By Staff Sgt. Alexander Riedel, Headquarters Pacific Air Forces Public Affairs
/ Published February 25, 2016
ANDERSEN AIR FORCE BASE, Guam -- Pilots from the U.S. Air Force, U.S. Navy, Japan Air Self-Defense Force and Royal Australian Air Force conducted a large force employment here Feb. 18-26 as part of exercise Cope North 16.
The exercise began with humanitarian assistance and disaster relief training Feb. 14, followed by an LFE exercise that shifted the focus to air-combat tactics. The LFE portion challenged large numbers of aviators, from fighter aircraft to command and control platforms, to interact effectively in realistic combat scenarios, while employing offensive and defensive counter air techniques to either gain or protect area and assets.
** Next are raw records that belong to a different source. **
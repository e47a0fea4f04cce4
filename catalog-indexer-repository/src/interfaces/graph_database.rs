//! Graph database trait definition.

use async_trait::async_trait;

use crate::errors::GraphError;
use crate::types::{LoadRequest, LoadStatus, SparqlRow};

/// Bulk loading and SPARQL access to the graph database.
#[async_trait]
pub trait GraphDatabase: Send + Sync {
    /// Submit a bulk load job and return its load id.
    async fn start_load(&self, request: &LoadRequest) -> Result<String, GraphError>;

    /// Poll a bulk load job.
    async fn load_status(&self, load_id: &str) -> Result<LoadStatus, GraphError>;

    /// Run a SPARQL SELECT and return its rows.
    async fn select(&self, query: &str) -> Result<Vec<SparqlRow>, GraphError>;
}
//! Tracing subscriber setup.

use tracing_subscriber::EnvFilter;

/// Output format of the log lines.
#[derive(Debug, Clone, Copy, PartialEq, Eq)]
pub enum LogFormat {
    Text,
    Json,
}

impl LogFormat {
    /// `json` (any case) selects JSON lines; everything else is plain text.
    pub fn parse(value: Option<&str>) -> Self {
        match value {
            Some(v) if v.eq_ignore_ascii_case("json") => Self::Json,
            _ => Self::Text,
        }
    }
}

/// Install the global subscriber. The filter comes from `RUST_LOG` and
/// defaults to `info`.
pub fn init(format: LogFormat) {
    let filter = EnvFilter::try_from_default_env().unwrap_or_else(|_| EnvFilter::new("info"));

    match format {
        LogFormat::Json => tracing_subscriber::fmt()
            .json()
            .with_env_filter(filter)
            .with_current_span(true)
            .init(),
        LogFormat::Text => tracing_subscriber::fmt().with_env_filter(filter).init(),
    }
}

#[cfg(test)]
mod tests {
    use super::*;

    #[test]
    fn test_parse_format() {
        assert_eq!(LogFormat::parse(Some("json")), LogFormat::Json);
        assert_eq!(LogFormat::parse(Some("JSON")), LogFormat::Json);
        assert_eq!(LogFormat::parse(Some("pretty")), LogFormat::Text);
        assert_eq!(LogFormat::parse(None), LogFormat::Text);
    }
}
“(The LFE) is a great opportunity to provide a controlled environment to simulate the stressors of the first-time combat missions,” said Col. Brian Toth, CN 16’s U.S. exercise director. “We aim to present (aircrews) with more difficult problems than they may really encounter in normal operations, so they are prepared, ready and can anticipate the type of events that may occur should they ever find themselves in combat operations.”
The training scenarios start by pitting blue, or defensive forces, against red aggressors with small formations of aircraft of each participating nation working against each other in iterations of basic fighter maneuvers, or dogfight-type aerial engagements, in a dynamic exchange of techniques and procedures. Later, however, the go-to enemy, who during the exercise were the F-16 Fighting Falcons of the 18th Aggressor Squadron at Eielson Air Force Base, Alaska, provided a realistic threat and replicated adversaries coalition pilots may face when working together.
“(During this exercise,) we integrate advanced capabilities into a realistic threat environment with a large number of adversary and friendly aircraft to really test our integration capability and be able to work as a large team effectively,” said Royal Australian Air Force Group Capt. Glen Braz, CN 16's RAAF exercise director. “The LFE is critical in maintaining regional stability and security. We build trust and relationships within the partner nations, but we also set an example of a capable force that is prepared to respond within the region.”
Pilots and crews also performed formation flights, bombing campaigns on a target locations at the Farallon de Medinilla Range and conducted a successful personnel recovery search and rescue mission to introduce another layer of complicating realism.
The combat airspace located northeast of Guam measures approximately 140 by 240 nautical miles, which offers plentiful training area over safe, open water.
“It’s great training because we are able to experience realistic, real-time operations in a large airspace,” said JASDF Capt. Kenichi Kuwauchi, CN 16 F-2 pilot, who has been selected as one of CN 16’s top performers. “We have different tactics between JASDF and U.S. Air Force, so we get to experience different ideas and learn from each other. It has been very rewarding.”
As the exercise progressed, scenarios increasingly intensified to include larger aircraft formations in the air at one time, working on the same complex scenario. In total, the pilots are expected to fly more than 750 sorties in the seven-day period.
“This has been the biggest CN ever conducted in terms of aircraft, flying units, personnel and sorties flown,” said Lt. Col. Jason Mooney, the CN 16 LFE lead planner. “There are many different aircraft and many different airmen flying based on different tactics, so you get an idea on what it may be like to fight an adversary. There is a certain level of unpredictability there.
“It’s about refining skillsets, about getting better and better at what you do every day,” Mooney continued. “It’s been a lot of work and many people have worked very hard behind the scenes to make this happen.”
In addition to the traditional air combat scenarios, a JASDF C-130 Hercules mobility aircrew joined a U.S. Air Force C-130 in a low-cost, low-altitude formation airdrop over Tinian Island, near Guam, which tested the teams’ ability to deliver supplies in hostile areas.
“It’s good that the U.S. Air Force and JASDF get to know each other’s capabilities,” Kuwauchi said. “In real contingency scenarios, we must have an understanding and knowledge of each other’s abilities and procedures. It is important to have this kind of exercise as often as possible so we can develop, build and increase our capabilities. There are language barriers for everybody, of course, but Cope North is a great environment to overcome those barriers.”
Now in its 87th iteration, the long-standing multilateral training exercise is designed to improve combat readiness and multinational interoperability among participating militaries. The event was held in Japan up to four times per year until 1999 but has since been hosted as an annual event at Andersen Air Force Base.
“We have seen long-standing military relationships between the partner nations and continue to expand those today,” Braz said. “We all have advanced capabilities and when we work together, we always enhance those capabilities for the greater good. We each have our strengths and weaknesses, but together, we’re a force that is difficult to stand up to.”